> Collected data
'''
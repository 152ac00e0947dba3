//! Bounded retry for upstream requests
//!
//! Provides automatic retry with increasing backoff for transient provider failures.

use crate::error::{FetchError, UpstreamError};
use std::future::Future;
use std::time::Duration;
use tracing::warn;

/// How the delay grows between attempts.
#[derive(Debug, Clone, Copy, PartialEq, Eq)]
pub enum Backoff {
    /// `attempt × base_delay`
    Linear,
    /// `base_delay × 2^(attempt - 1)`
    Exponential,
}

/// Retry configuration for upstream calls
#[derive(Debug, Clone, PartialEq, Eq)]
pub struct RetryPolicy {
    /// Total attempts including the first one
    pub max_attempts: u32,
    pub base_delay: Duration,
    /// Upper bound on any single delay, including provider-requested ones
    pub max_delay: Duration,
    pub backoff: Backoff,
}

impl Default for RetryPolicy {
    fn default() -> Self {
        Self {
            max_attempts: 3,
            base_delay: Duration::from_millis(1000),
            max_delay: Duration::from_secs(10),
            backoff: Backoff::Linear,
        }
    }
}

impl RetryPolicy {
    /// Delay to sleep after `attempt` (1-based) failed.
    pub fn delay_for(&self, attempt: u32) -> Duration {
        let attempt = attempt.max(1);
        let delay = match self.backoff {
            Backoff::Linear => self.base_delay.saturating_mul(attempt),
            Backoff::Exponential => self
                .base_delay
                .saturating_mul(2_u32.saturating_pow(attempt - 1)),
        };
        delay.min(self.max_delay)
    }

    /// Upper bound on the total time spent sleeping between attempts.
    pub fn max_total_delay(&self) -> Duration {
        self.max_delay
            .saturating_mul(self.max_attempts.saturating_sub(1))
    }

    /// Run `f` until it succeeds, fails permanently, or attempts run out.
    ///
    /// `f` receives the 1-based attempt number. A rate-limit response with a
    /// `Retry-After` hint replaces the computed delay, still capped at `max_delay`.
    ///
    /// # Example
    /// ```ignore
    /// let payload = policy
    ///     .run("competitions/PL/standings", |_| transport.get_json(path, &params))
    ///     .await?;
    /// ```
    pub async fn run<F, Fut, T>(&self, label: &str, mut f: F) -> Result<T, UpstreamError>
    where
        F: FnMut(u32) -> Fut,
        Fut: Future<Output = Result<T, FetchError>>,
    {
        let max_attempts = self.max_attempts.max(1);
        let mut attempt = 0;
        loop {
            attempt += 1;
            match f(attempt).await {
                Ok(result) => return Ok(result),
                Err(e) if attempt < max_attempts && e.is_transient() => {
                    let delay = e
                        .retry_after()
                        .map(|d| d.min(self.max_delay))
                        .unwrap_or_else(|| self.delay_for(attempt));
                    warn!(
                        "Upstream request {} failed (attempt {}/{}): {}. Retrying in {}ms",
                        label,
                        attempt,
                        max_attempts,
                        e,
                        delay.as_millis()
                    );
                    tokio::time::sleep(delay).await;
                }
                Err(e) => {
                    warn!(
                        "Upstream request {} gave up after {} attempt(s): {}",
                        label, attempt, e
                    );
                    return Err(UpstreamError::from_attempt(e, attempt));
                }
            }
        }
    }
}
'''
> EXERCISE DIRECTIONS
All entries above are to be copied exactly, with none left out.

> PROBLEM SOLUTION
repository 152ac00e0947dba3
//! Bounded retry for upstream requests
//!
//! Provides automatic retry with increasing backoff for transient provider failures.

use crate::error::{FetchError, UpstreamError};
use std::future::Future;
use std::time::Duration;
use tracing::warn;

/// How the delay grows between attempts.
#[derive(Debug, Clone, Copy, PartialEq, Eq)]
pub enum Backoff {
    /// `attempt × base_delay`
    Linear,
    /// `base_delay × 2^(attempt - 1)`
    Exponential,
}

/// Retry configuration for upstream calls
#[derive(Debug, Clone, PartialEq, Eq)]
pub struct RetryPolicy {
    /// Total attempts including the first one
    pub max_attempts: u32,
    pub base_delay: Duration,
    /// Upper bound on any single delay, including provider-requested ones
    pub max_delay: Duration,
    pub backoff: Backoff,
}

impl Default for RetryPolicy {
    fn default() -> Self {
        Self {
            max_attempts: 3,
            base_delay: Duration::from_millis(1000),
            max_delay: Duration::from_secs(10),
            backoff: Backoff::Linear,
        }
    }
}

impl RetryPolicy {
    /// Delay to sleep after `attempt` (1-based) failed.
    pub fn delay_for(&self, attempt: u32) -> Duration {
        let attempt = attempt.max(1);
        let delay = match self.backoff {
            Backoff::Linear => self.base_delay.saturating_mul(attempt),
            Backoff::Exponential => self
                .base_delay
                .saturating_mul(2_u32.saturating_pow(attempt - 1)),
        };
        delay.min(self.max_delay)
    }

    /// Upper bound on the total time spent sleeping between attempts.
    pub fn max_total_delay(&self) -> Duration {
        self.max_delay
            .saturating_mul(self.max_attempts.saturating_sub(1))
    }

    /// Run `f` until it succeeds, fails permanently, or attempts run out.
    ///
    /// `f` receives the 1-based attempt number. A rate-limit response with a
    /// `Retry-After` hint replaces the computed delay, still capped at `max_delay`.
    ///
    /// # Example
    /// ```ignore
    /// let payload = policy
    ///     .run("competitions/PL/standings", |_| transport.get_json(path, &params))
    ///     .await?;
    /// ```
    pub async fn run<F, Fut, T>(&self, label: &str, mut f: F) -> Result<T, UpstreamError>
    where
        F: FnMut(u32) -> Fut,
        Fut: Future<Output = Result<T, FetchError>>,
    {
        let max_attempts = self.max_attempts.max(1);
        let mut attempt = 0;
        loop {
            attempt += 1;
            match f(attempt).await {
                Ok(result) => return Ok(result),
                Err(e) if attempt < max_attempts && e.is_transient() => {
                    let delay = e
                        .retry_after()
                        .map(|d| d.min(self.max_delay))
                        .unwrap_or_else(|| self.delay_for(attempt));
                    warn!(
                        "Upstream request {} failed (attempt {}/{}): {}. Retrying in {}ms",
                        label,
                        attempt,
                        max_attempts,
                        e,
                        delay.as_millis()
                    );
                    tokio::time::sleep(delay).await;
                }
                Err(e) => {
                    warn!(
                        "Upstream request {} gave up after {} attempt(s): {}",
                        label, attempt, e
                    );
                    return Err(UpstreamError::from_attempt(e, attempt));
                }
            }
        }
    }
}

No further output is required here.